Another poor picture.  The Irish foot, despite being damaged and outnumbered continues to hold.  Clan O'Lyre, (white flag) advances to take shots that would be striking the Longbow instead, giving them a chance to recover.
Turn 7:

Faced with nothing but bad options, a Migghan charges the Longbow.

The Mongol Foot bow finally destroy the Irish foot.  But they are scattered and there is little they can do to effect the battle. 

This fight has been going on since turn 5.  Time to finish it.  The especially since Darryl doesn't have to worry about his Javelin men or Longbow any more.  Irish Light Horse take a Migghan in the rear.

Clan O'Lyre runs a Migghan off, but now they will return with a flank charge.  Which frankly we accept. 
For the life of me I don't know what the dead marker is for.  All the Longbow and Galloglaich are accounted for, and there are no Mongol foot on that side of the board.

The Mongol line however continues to compress.

Another Mongol cavalry dies to the combined shooting and support.
Turn 8:
This was not a long game, but it certainly moved fast.

Two more combat rounds and still no resolution here. 
Turn 9:
The Mongols spend their points in the center and right retreating before the longbow.  The Irish left is going to be a total loss, which will be worth it if I can get the center.


The Anglo Knights have fallen.

I am sorry, I don't have any good closing shots.  The game was called on time.  The Irish had lost 10 points, while the Mongols lost 14.  It was a good fight.

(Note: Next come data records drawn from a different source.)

//! Clock & periodic ticker: a monotonic-time source and a reusable periodic
//! callback runner for the two control loops (placement tick, heartbeat audit).
//!
//! Grounded in the host codebase's cron-style scheduler loop: an `AtomicBool`
//! running flag, a spawned task polling a `tokio::time::interval`, and a
//! `stop()` that flips the flag and joins the handle.

use std::sync::atomic::{AtomicBool, Ordering};
use std::sync::{Arc, Mutex};
use std::time::Duration as StdDuration;

use chrono::{DateTime, Utc};
use tokio::task::JoinHandle;

/// Current wall-clock instant. A thin wrapper so call sites read as "the clock"
/// rather than reaching for `chrono::Utc::now()` directly, and so a future
/// deterministic-clock test harness has one seam to replace.
pub fn now() -> DateTime<Utc> {
    Utc::now()
}

/// Runs a callback on a fixed period until stopped. One ticker per control loop.
pub struct PeriodicTicker {
    running: Arc<AtomicBool>,
    handle: Mutex<Option<JoinHandle<()>>>,
}

impl Default for PeriodicTicker {
    fn default() -> Self {
        Self::new()
    }
}

impl PeriodicTicker {
    pub fn new() -> Self {
        Self {
            running: Arc::new(AtomicBool::new(false)),
            handle: Mutex::new(None),
        }
    }

    /// Spawns the tick loop. `callback` is invoked once per period until `stop`
    /// is called; it is not invoked concurrently with itself.
    pub fn start<F, Fut>(&self, period: StdDuration, mut callback: F)
    where
        F: FnMut() -> Fut + Send + 'static,
        Fut: std::future::Future<Output = ()> + Send,
    {
        self.running.store(true, Ordering::SeqCst);
        let running = self.running.clone();
        let handle = tokio::spawn(async move {
            let mut interval = tokio::time::interval(period);
            while running.load(Ordering::SeqCst) {
                interval.tick().await;
                if !running.load(Ordering::SeqCst) {
                    break;
                }
                callback().await;
            }
        });
        *self.handle.lock().unwrap() = Some(handle);
    }

    /// Stops the loop and awaits its current iteration finishing.
    pub async fn stop(&self) {
        self.running.store(false, Ordering::SeqCst);
        let handle = self.handle.lock().unwrap().take();
        if let Some(handle) = handle {
            let _ = handle.await;
        }
    }

    pub fn is_running(&self) -> bool {
        self.running.load(Ordering::SeqCst)
    }
}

What went right?  Instead of running my Galloglaich as a solid unit of 4, I broke them up, each paired with a Longbow unit.  The thought is whatever could take the Longbow, didn't want to fight the Galloglaich.  And whatever ran away from the Galloglaich, the Longbow could reach out and touch it.

I still am having trouble with the flank commands.  The Swiss Army Command seemed to work well, but, I am beginning to attribute that to luck.  It is a command that intrinsically has 3 parts, and a General that sometimes can only command only 1 or 2 a turn.  It's structure alone contains the seeds of its own defeat.